The disease is typically as awful as it is sudden: Over a few days, children develop severe anxiety and intense obsessive-compulsive behaviors. They barely sleep and may stop eating. Their schoolwork suffers. They can become clumsy or develop tics. Although they've usually been toilet-trained for years, they may start to wet their beds.

This distressing condition, called pediatric acute-onset neuropsychiatric syndrome, or PANS, is thought to be triggered by a strep infection that causes an inflammation response which impacts the brain. The condition's severe psychiatric symptoms put tremendous strain on kids and families.

PANS typically begins in school-age children (a time when youth encounter the vast majority of strep infections), and its prevalence is unknown, as it is not a recognized condition outside a few academic centers.

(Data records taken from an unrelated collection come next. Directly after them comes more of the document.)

/// Interactive loop over the stats view. Errors are shown inline and the loop continues.
fn browse(service: &mut AppService) -> Result<()> {
    let header_color = service.config.theme.header_color_or(Color::Green);
    loop {
        let view = service.render();
        print_dashboard(&view, header_color);

        let mut options = Vec::new();
        if view.has_more() {
            options.push("[m]ore");
        }
        if !view.history.is_empty() {
            options.push("[e]dit <#>");
            options.push("[d]elete <#>");
        }
        options.push("[r]ange <from> <to>");
        options.push("[q]uit");
        let line = prompt(&format!("{}: ", options.join(", ")))?;

        let mut parts = line.split_whitespace();
        match (parts.next(), parts.next(), parts.next()) {
            (Some("q" | "quit") | None, _, _) => break,
            (Some("m" | "more"), _, _) if view.has_more() => service.show_more(),
            (Some("e" | "edit"), Some(n), _) => {
                let Some(id) = row_id(&view, n) else {
                    println!("No row {n} in the list.");
                    continue;
                };
                let mut host = CliHost::new(false);
                if let Err(e) = service.request_edit(&id, &mut host) {
                    println!("Error: {e:#}");
                    continue;
                }
                let Some(existing) = host.take_edit() else { continue };
                match prompt_form(ActivityForm::from_log(&existing)) {
                    Ok(form) => match service.edit_log(&id, &form) {
                        Ok(()) => println!("Updated session ID {id}."),
                        Err(e) => println!("Error: {e:#}"),
                    },
                    Err(e) => println!("Error: {e:#}"),
                }
            }
            (Some("d" | "delete"), Some(n), _) => {
                let Some(id) = row_id(&view, n) else {
                    println!("No row {n} in the list.");
                    continue;
                };
                let mut host = CliHost::new(false);
                match service.delete_log(&id, &mut host) {
                    Ok(DeleteOutcome::Deleted(id)) => println!("Deleted session ID {id}."),
                    Ok(DeleteOutcome::Cancelled) => println!("Delete cancelled."),
                    Err(e) => println!("Error: {e:#}"),
                }
            }
            (Some("r" | "range"), Some(from), Some(to)) => {
                match (cli::parse_date_shorthand(from), cli::parse_date_shorthand(to)) {
                    (Ok(from), Ok(to)) => service.set_range(DateRange::new(from, to)),
                    (Err(e), _) | (_, Err(e)) => println!("Error: {e}"),
                }
            }
            _ => println!("Unrecognised input '{line}'."),
        }
    }
    Ok(())
}

/// 1-based row number in the visible history -> record id.
fn row_id(view: &DashboardView, n: &str) -> Option<LogId> {
    let index = n.parse::<usize>().ok()?.checked_sub(1)?;
    view.history.get(index).map(|entry| entry.id.clone())
}

/// Walks the user through the form, showing current values as defaults.
fn prompt_form(mut form: ActivityForm) -> Result<ActivityForm> {
    let answer = prompt(&format!("Date [{}]: ", form.date.format("%Y-%m-%d")))?;
    if !answer.is_empty() {
        form.date = cli::parse_date_shorthand(&answer).map_err(anyhow::Error::msg)?;
    }

    let current: Vec<&str> = form.selected().iter().map(|g| g.id()).collect();
    let answer = prompt(&format!(
        "Muscles, comma-separated, '-' for none [{}]: ",
        current.join(",")
    ))?;
    if answer == "-" {
        form.set_selected(Vec::new());
    } else if !answer.is_empty() {
        let groups = answer
            .split(',')
            .map(str::parse::<MuscleGroup>)
            .collect::<Result<Vec<_>, _>>()
            .map_err(anyhow::Error::msg)?;
        form.set_selected(groups);
    }

    let answer = prompt(&format!(
        "Cardio? [{}]: ",
        if form.is_cardio { "Y/n" } else { "y/N" }
    ))?;
    if !answer.is_empty() {
        form.is_cardio = answer.eq_ignore_ascii_case("y") || answer.eq_ignore_ascii_case("yes");
    }

    if form.is_cardio {
        let answer = prompt(&format!("Time in minutes [{}]: ", form.cardio_time))?;
        if !answer.is_empty() {
            form.cardio_time = answer;
        }
        let answer = prompt(&format!("Distance in km [{}]: ", form.cardio_distance))?;
        if !answer.is_empty() {
            form.cardio_distance = answer;
        }
    }
    Ok(form)
}

/// Prints the summary cards, breakdown, cardio block and history list.
fn print_dashboard(view: &DashboardView, header_color: Color) {
    println!(
        "Stats for {} to {}",
        format_date(view.range.start),
        format_date(view.range.end)
    );

    if let StatsView::NoData = view.stats {
        println!("No data for this period.");
    }
    let stats = view.stats.stats();

    let mut summary = Table::new();
    summary
        .load_preset(UTF8_FULL)
        .set_content_arrangement(ContentArrangement::Dynamic)
        .set_header(vec![
            Cell::new("Active Days").fg(header_color),
            Cell::new("Activities").fg(header_color),
        ])
        .add_row(vec![
            Cell::new(stats.unique_active_days).add_attribute(Attribute::Bold),
            Cell::new(stats.total_activities).add_attribute(Attribute::Bold),
        ]);
    println!("{summary}");

    println!("\nMuscle Breakdown");
    if stats.muscle_breakdown.is_empty() {
        println!("{NO_BREAKDOWN_MESSAGE}");
    } else {
        let mut breakdown = Table::new();
        breakdown
            .load_preset(UTF8_FULL)
            .set_header(vec![
                Cell::new("Muscle").fg(header_color),
                Cell::new("Sessions").fg(header_color),
            ]);
        for (label, count) in &stats.muscle_breakdown {
            breakdown.add_row(vec![Cell::new(label), Cell::new(count)]);
        }
        println!("{breakdown}");
    }

    if stats.cardio.sessions > 0 {
        println!("\nCardio Stats");
        let mut cardio = Table::new();
        cardio
            .load_preset(UTF8_FULL)
            .set_header(vec![
                Cell::new("Sessions").fg(header_color),
                Cell::new("Total Time (min)").fg(header_color),
                Cell::new("Total Distance (km)").fg(header_color),
                Cell::new("Avg Pace (min/km)").fg(header_color),
            ])
            .add_row(vec![
                Cell::new(stats.cardio.sessions),
                Cell::new(stats.cardio.total_time_display()),
                Cell::new(stats.cardio.total_distance_display()),
                Cell::new(stats.cardio.average_pace_display()),
            ]);
        println!("{cardio}");
    }

    println!("\nRecent History");
    if view.history.is_empty() {
        println!("{NO_LOGS_MESSAGE}");
        return;
    }
    let mut history = Table::new();
    history
        .load_preset(UTF8_FULL)
        .set_content_arrangement(ContentArrangement::Dynamic)
        .set_header(vec![
            Cell::new("#").fg(header_color),
            Cell::new("ID").fg(header_color),
            Cell::new("Date").fg(header_color),
            Cell::new("Muscles").fg(header_color),
            Cell::new("Cardio").fg(header_color),
            Cell::new("Pace").fg(header_color),
        ]);
    for (row, entry) in view.history.iter().enumerate() {
        history.add_row(vec![
            Cell::new(row + 1),
            Cell::new(&entry.id),
            Cell::new(&entry.date),
            Cell::new(&entry.muscles),
            Cell::new(entry.cardio.as_deref().unwrap_or("-")),
            Cell::new(entry.pace.as_deref().unwrap_or("-")),
        ]);
    }
    println!("{history}");
    if view.has_more() {
        println!("{}", show_more_label(view.remaining));
    }
}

Pediatric rheumatologist Jennifer Frankovich, MD, a clinical professor of pediatrics who cofounded the Immune Behavioral Health Clinic at Stanford Medicine Children's Health in 2012 to treat kids with PANS and related conditions, leads a team that has helped define how to diagnose and treat this complex condition. It's become clear that patients need psychiatric care for their mental health symptoms as well as a rheumatologist to treat their overactive immune systems, she said.

Jennifer Frankovich

But many aspects of PANS remain mysterious. By studying medical records from the clinic's patients, Frankovich and her colleagues recently learned that, in the years after their disease appears, kids with PANS are at high risk of developing other autoimmune conditions, especially arthritis.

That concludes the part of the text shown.